§ **Data under study**
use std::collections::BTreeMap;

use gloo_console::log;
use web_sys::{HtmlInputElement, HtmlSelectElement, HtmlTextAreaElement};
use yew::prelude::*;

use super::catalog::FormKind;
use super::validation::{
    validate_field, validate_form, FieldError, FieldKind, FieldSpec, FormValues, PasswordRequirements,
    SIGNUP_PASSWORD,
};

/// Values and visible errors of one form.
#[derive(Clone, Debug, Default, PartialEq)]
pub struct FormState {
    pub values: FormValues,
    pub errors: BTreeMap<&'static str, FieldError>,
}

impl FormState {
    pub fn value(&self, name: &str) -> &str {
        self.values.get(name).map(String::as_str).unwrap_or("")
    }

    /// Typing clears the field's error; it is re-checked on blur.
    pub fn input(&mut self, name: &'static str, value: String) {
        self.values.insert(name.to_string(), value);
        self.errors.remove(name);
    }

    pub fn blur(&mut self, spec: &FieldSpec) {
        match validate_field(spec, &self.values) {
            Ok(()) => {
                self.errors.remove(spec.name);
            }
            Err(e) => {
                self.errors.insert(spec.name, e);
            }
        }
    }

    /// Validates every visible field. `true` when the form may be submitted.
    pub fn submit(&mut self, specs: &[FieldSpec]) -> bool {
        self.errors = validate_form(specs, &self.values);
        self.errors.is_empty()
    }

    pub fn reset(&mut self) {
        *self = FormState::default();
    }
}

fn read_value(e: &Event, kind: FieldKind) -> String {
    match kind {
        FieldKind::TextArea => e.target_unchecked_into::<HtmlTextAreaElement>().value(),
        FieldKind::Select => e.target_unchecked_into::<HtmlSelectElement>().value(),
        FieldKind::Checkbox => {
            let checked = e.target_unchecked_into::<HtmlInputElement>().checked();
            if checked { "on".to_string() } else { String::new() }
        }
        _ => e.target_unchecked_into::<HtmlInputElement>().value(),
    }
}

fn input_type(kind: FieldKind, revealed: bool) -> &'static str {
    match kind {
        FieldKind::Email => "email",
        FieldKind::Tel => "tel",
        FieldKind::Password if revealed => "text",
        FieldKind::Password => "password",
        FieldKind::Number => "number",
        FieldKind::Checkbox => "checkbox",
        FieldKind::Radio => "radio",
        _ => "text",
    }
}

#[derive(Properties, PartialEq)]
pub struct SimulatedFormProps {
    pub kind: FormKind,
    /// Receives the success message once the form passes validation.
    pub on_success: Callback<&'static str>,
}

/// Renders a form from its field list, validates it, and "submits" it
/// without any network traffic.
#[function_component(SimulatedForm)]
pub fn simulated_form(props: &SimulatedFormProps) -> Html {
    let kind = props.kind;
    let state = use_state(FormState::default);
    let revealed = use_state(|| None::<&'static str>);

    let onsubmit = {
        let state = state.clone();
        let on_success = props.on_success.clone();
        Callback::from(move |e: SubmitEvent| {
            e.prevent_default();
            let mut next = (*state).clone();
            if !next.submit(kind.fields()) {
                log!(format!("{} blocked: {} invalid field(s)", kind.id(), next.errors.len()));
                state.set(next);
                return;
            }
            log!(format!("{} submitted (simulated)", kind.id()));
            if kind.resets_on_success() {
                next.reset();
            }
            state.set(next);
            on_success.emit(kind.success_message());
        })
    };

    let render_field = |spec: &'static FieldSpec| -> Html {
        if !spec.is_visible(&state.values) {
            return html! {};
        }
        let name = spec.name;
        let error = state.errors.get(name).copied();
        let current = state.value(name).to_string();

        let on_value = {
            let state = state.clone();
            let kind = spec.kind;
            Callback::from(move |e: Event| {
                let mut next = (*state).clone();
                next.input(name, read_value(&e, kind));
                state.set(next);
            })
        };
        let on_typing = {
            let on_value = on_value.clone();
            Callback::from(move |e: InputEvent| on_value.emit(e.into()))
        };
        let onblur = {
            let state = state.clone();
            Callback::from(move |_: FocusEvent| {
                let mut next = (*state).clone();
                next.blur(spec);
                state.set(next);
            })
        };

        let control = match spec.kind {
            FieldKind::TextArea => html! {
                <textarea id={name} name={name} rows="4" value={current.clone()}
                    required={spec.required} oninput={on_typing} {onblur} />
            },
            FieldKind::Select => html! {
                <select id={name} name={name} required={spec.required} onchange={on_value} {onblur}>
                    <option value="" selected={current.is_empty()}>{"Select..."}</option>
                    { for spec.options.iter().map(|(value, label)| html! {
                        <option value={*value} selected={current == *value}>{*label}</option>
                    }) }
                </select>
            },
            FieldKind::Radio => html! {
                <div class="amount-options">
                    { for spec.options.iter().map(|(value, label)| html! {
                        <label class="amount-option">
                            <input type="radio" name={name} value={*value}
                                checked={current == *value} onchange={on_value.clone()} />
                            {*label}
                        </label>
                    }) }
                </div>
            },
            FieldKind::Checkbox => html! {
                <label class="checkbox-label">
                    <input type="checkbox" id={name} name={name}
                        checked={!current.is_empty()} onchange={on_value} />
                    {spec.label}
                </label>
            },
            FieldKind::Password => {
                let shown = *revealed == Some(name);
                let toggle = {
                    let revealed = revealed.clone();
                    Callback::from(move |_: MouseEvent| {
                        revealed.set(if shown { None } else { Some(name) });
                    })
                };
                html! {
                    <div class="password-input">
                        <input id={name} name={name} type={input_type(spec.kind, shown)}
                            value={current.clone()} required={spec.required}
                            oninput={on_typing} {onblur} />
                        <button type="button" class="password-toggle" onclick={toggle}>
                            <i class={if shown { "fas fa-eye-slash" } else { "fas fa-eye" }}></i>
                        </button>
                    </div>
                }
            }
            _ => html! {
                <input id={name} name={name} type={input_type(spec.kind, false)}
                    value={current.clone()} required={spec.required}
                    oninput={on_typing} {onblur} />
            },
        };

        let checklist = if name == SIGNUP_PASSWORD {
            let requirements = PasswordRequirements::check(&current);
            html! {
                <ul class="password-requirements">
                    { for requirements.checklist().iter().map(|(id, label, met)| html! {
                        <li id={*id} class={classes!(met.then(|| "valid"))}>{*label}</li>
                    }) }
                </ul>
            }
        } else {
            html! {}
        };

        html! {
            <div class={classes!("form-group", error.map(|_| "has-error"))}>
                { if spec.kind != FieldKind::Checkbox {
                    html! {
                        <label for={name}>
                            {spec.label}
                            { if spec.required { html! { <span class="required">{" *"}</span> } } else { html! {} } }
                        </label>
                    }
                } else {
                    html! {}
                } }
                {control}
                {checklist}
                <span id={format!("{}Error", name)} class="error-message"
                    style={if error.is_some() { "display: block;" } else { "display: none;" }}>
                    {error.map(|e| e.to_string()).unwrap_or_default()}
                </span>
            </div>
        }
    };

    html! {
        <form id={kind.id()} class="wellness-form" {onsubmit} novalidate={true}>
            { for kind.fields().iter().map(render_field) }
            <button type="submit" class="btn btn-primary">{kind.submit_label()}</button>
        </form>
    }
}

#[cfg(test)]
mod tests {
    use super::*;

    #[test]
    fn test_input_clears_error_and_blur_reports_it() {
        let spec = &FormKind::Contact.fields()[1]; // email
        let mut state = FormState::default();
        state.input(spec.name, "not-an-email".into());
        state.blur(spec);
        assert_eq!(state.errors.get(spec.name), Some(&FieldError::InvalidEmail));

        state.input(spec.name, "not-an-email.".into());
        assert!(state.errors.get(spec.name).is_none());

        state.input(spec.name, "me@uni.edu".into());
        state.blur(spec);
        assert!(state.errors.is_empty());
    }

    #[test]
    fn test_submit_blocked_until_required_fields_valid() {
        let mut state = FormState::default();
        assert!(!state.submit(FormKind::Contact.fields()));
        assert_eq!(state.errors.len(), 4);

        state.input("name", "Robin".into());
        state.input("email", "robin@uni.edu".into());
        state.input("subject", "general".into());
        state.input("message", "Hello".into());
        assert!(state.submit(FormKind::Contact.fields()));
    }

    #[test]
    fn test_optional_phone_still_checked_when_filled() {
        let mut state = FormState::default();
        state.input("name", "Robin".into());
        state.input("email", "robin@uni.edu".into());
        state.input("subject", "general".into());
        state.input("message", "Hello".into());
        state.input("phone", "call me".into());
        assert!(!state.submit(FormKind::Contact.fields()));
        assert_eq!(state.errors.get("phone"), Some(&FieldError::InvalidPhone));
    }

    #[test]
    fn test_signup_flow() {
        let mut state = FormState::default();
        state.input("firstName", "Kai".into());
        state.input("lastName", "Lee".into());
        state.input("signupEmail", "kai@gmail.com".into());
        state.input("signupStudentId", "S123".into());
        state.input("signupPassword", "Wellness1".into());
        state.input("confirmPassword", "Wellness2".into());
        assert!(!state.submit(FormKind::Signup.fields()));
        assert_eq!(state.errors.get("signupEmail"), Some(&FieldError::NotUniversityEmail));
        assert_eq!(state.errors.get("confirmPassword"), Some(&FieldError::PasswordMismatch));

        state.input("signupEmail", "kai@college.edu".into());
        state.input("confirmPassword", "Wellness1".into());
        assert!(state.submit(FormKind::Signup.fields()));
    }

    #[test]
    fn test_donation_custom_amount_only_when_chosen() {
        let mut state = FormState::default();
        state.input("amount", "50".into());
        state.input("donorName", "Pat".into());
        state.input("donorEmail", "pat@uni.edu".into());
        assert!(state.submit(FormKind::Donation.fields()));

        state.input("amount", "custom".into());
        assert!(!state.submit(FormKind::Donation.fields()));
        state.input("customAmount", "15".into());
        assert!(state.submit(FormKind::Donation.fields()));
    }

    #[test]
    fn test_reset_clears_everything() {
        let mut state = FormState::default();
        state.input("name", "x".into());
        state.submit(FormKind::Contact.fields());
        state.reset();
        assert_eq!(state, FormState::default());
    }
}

§ **Work request**
Those lines of the records that contain the string "next" should be identified and copied.

§ **Answer to the exercise**
            let mut next = (*state).clone();
            if !next.submit(kind.fields()) {
                log!(format!("{} blocked: {} invalid field(s)", kind.id(), next.errors.len()));
                state.set(next);
                next.reset();
            state.set(next);
                let mut next = (*state).clone();
                next.input(name, read_value(&e, kind));
                state.set(next);
                let mut next = (*state).clone();
                next.blur(spec);
                state.set(next);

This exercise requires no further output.